Ancak herkes bu gelişimden mutlu değil, aksine gerileme yanlısıdır. Bu tür insanlar, ellerinde imkanları varken bile bir köyde veya bir çiftlikte yaşamayı seçenlerdir. “Benim atalarım da böyle yapardı.” diyerek geçmişi örnek alıp günümüz teknolojilerinin ve imkanlarının sunduklarını ellerinin tersi ile iten bu insanlar yüzünden insanlık tarihinin gelişimi yavaşlamaktadır. Evet belki küçük yaşta, anılarınıza kazımak için kırsal bir bölgede özgürce büyümek gelebilir ancak üretken bir birey olduğunuzda ,yaşınız gibi, yaşadığınız sehirin büyümesi gerekmektedir. Gelişim her daim devam eder. Nerede yaşarsanız yaşayın, ister istemez bulunduğunuz bölgeyi geliştirmeye başlarsınız. Ancak bulunduğunuz bölgeye göre bazı farklılıklar gerçekleşir. Eğer gelişmiş bir şehirdeyseniz onu daha da fazla geliştirirsiniz. Ancak Gelişmemiş biyerdeyseniz orayı sadece diğer sehirlere yaklaşabilmek için geliştirmiş olursunuz. Kırsal bir şehrin sunduğu rahatlık, tazelik ve mutluluğu belki gelişmiş bir şehirde bulamayabilirsiniz ancak daha fazlası olduğu tartışılmaz bir gerçektir. Örneğin sunduğu sağlık, eğitim, eglence, her alanda çeşitlilik… ve daha fazlasını hiçbir kırsal şehir sağlayamaz. Peki madem büyük bir şehirde yaşamak bu kadar güzel, neden herkes küçük yerlerde yaşamayı tercih ediyor? Bunun cevabı aslında çok basit. “Korku” insanlara bunu yaptırıyor. Bir shir ne kadar büyürse içindeki insan çeşitliliği de artar. Ben bunu birbirinin eksiklerini kapatan, farklı alanlarda uzmanlaşarak diğerlerini geliştiren bir topum olarak görsem de bu çeşitlilikte bazı kötü insanların olduğunu inkar edemem. Ancak kötü insanlar her yerde vardır. Gerek nüfusu 1000 olsun gerek 100000. Hiçbir şey mükkemmel değildir.
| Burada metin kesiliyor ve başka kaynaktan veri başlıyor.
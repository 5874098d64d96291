//! Site schema provisioning for the embedded backend.
//!
//! Creates the collections and secondary indexes the façades expect. This is
//! an administrative step run by deploy tooling, never by the item engine.

use super::sqlite::SqliteKvStore;
use super::StoreResult;
use crate::config::{CollectionNames, NAME_FIELD, NAME_INDEX, SLUG_FIELD, SLUG_INDEX};
use log::info;

/// What a provisioning run changed.
#[derive(Debug, Clone, Default, PartialEq, Eq)]
pub struct ProvisionReport {
    pub created_collections: Vec<String>,
    /// `(collection, index)` pairs.
    pub created_indexes: Vec<(String, String)>,
}

impl ProvisionReport {
    pub fn is_noop(&self) -> bool {
        self.created_collections.is_empty() && self.created_indexes.is_empty()
    }
}

/// Ensures every site collection and index exists. Safe to re-run.
pub async fn provision_site_schema(
    store: &SqliteKvStore,
    names: &CollectionNames,
) -> StoreResult<ProvisionReport> {
    let mut report = ProvisionReport::default();

    for collection in names.all() {
        if store.create_collection(collection).await? {
            report.created_collections.push(collection.to_string());
        }
    }
    if store
        .create_index(&names.assets, NAME_INDEX, NAME_FIELD)
        .await?
    {
        report
            .created_indexes
            .push((names.assets.clone(), NAME_INDEX.to_string()));
    }
    for collection in names.slug_indexed() {
        if store.create_index(collection, SLUG_INDEX, SLUG_FIELD).await? {
            report
                .created_indexes
                .push((collection.to_string(), SLUG_INDEX.to_string()));
        }
    }

    info!(
        "event=schema_provision module=store status=ok collections_created={} indexes_created={}",
        report.created_collections.len(),
        report.created_indexes.len()
    );
    Ok(report)
}
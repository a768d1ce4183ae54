use std::time::Duration;

use reqwest::{Response, Url};
use serde::de::DeserializeOwned;

use rotasync_ports::error::PortError;

/// Shared client for every outbound call. The timeout bounds each request.
pub fn client(timeout: Duration) -> Result<reqwest::Client, PortError> {
    reqwest::Client::builder()
        .timeout(timeout)
        .build()
        .map_err(|e| PortError::Connection(e.to_string()))
}

/// Appends percent-encoded path segments to a base URL.
pub(crate) fn endpoint(base: &str, segments: &[&str]) -> Result<Url, PortError> {
    let mut url =
        Url::parse(base).map_err(|e| PortError::Connection(format!("invalid url {base}: {e}")))?;
    url.path_segments_mut()
        .map_err(|_| PortError::Connection(format!("invalid base url {base}")))?
        .pop_if_empty()
        .extend(segments);
    Ok(url)
}

pub(crate) fn connection(e: reqwest::Error) -> PortError {
    PortError::Connection(e.to_string())
}

pub(crate) async fn expect_success(response: Response) -> Result<Response, PortError> {
    let status = response.status();
    if status.is_success() {
        return Ok(response);
    }
    let body = response.text().await.unwrap_or_default();
    tracing::warn!(status = %status, body = %body, "upstream request failed");
    Err(PortError::Upstream {
        status: status.as_u16(),
        body,
    })
}

pub(crate) async fn decode<T: DeserializeOwned>(response: Response) -> Result<T, PortError> {
    response
        .json::<T>()
        .await
        .map_err(|e| PortError::Decode(e.to_string()))
}
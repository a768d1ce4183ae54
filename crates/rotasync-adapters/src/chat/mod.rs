mod mattermost;

pub use mattermost::MattermostDirectory;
Bazen bu insanları birer hata olarak görmeli ve daha az hata olan yerlere kaçmak yerine bu hataları düzeltmeye, düzeltilemeyenlere de göz yummamız gerekir. Büyük sehirlerin bir diğer büyük sıkıntısı da trafiktir. Evet kaçıcak kadar kötü gözükmüyor olabilir ama bir adamın yanlış yerde durması yüzünden saatlerce arabanızda bekleyip planladığınız onca şeyin birer birer suya düşüp kaçmasını izlemek, işte bu insanları çıldırtabilir.
Ancak yaşamak için büyük veya küçük bir şehiri seçerken artılarını ve eksilerini karşılaştırmak yerine kendinize “Benim bir sehirde neye ihtiyacım var?” sorusunu sormalısınız. Örneğin birçok farklı ilacın olması bazıları için kafa karıştırıcı, zor veya gereksiz olabilir ama bana göre bir ilacın ne kadar detaylı olması o ilacı kullanırken içimin o kadar rahat etmesini sağlar. Büyük bir çoğunluğun, benim gibi, kendisine seçenek sunulmasını ıstediğine eminim ve bu çeşitliliği bulabileceğiniz yerler sadece büyük şehirlerdir. Öyle olmasaydı büyük şehirlerin büyük olmasını nasıl açıklardık?